American chemist (1930–2007)

Frank Albert Cotton FRS (April 9, 1930 – February 20, 2007) was an American chemist. He was the W.T. Doherty-Welch Foundation Chair and Distinguished Professor of Chemistry at Texas A&M University. He authored over 1600 scientific articles. Cotton was recognized for his research on the chemistry of the transition metals.

==Early life and education==
Cotton, known as "Al" Cotton, or "F Albert" on publications, was born on April 9, 1930, in Philadelphia, Pennsylvania. He attended local public schools before attending Drexel University and then Temple University, both in Philadelphia. After earning his Bachelor of Arts degree from Temple in 1951, Cotton pursued a Ph.D. thesis under the guidance of Sir Geoffrey Wilkinson at Harvard University where he worked on metallocenes. He received his Ph.D. in 1955.

==Career==
Following his graduation from Harvard University, Cotton began teaching at Massachusetts Institute of Technology (MIT).
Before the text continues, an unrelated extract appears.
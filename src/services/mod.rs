pub mod syllabus_service;

pub use syllabus_service::SyllabusService;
In 1961, at 31-years-old, he became the youngest person to have received a full professorship at MIT. His work emphasized both electronic structure and chemical synthesis. He pioneered the study of multiple bonding between transition metal atoms, starting with research on rhenium halides, and in 1964 identified the quadruple bond in the Re_{2}Cl_{8}^{2−} ion. His work soon focused on other metal-metal bonded species, elucidating the structure of chromium(II) acetate.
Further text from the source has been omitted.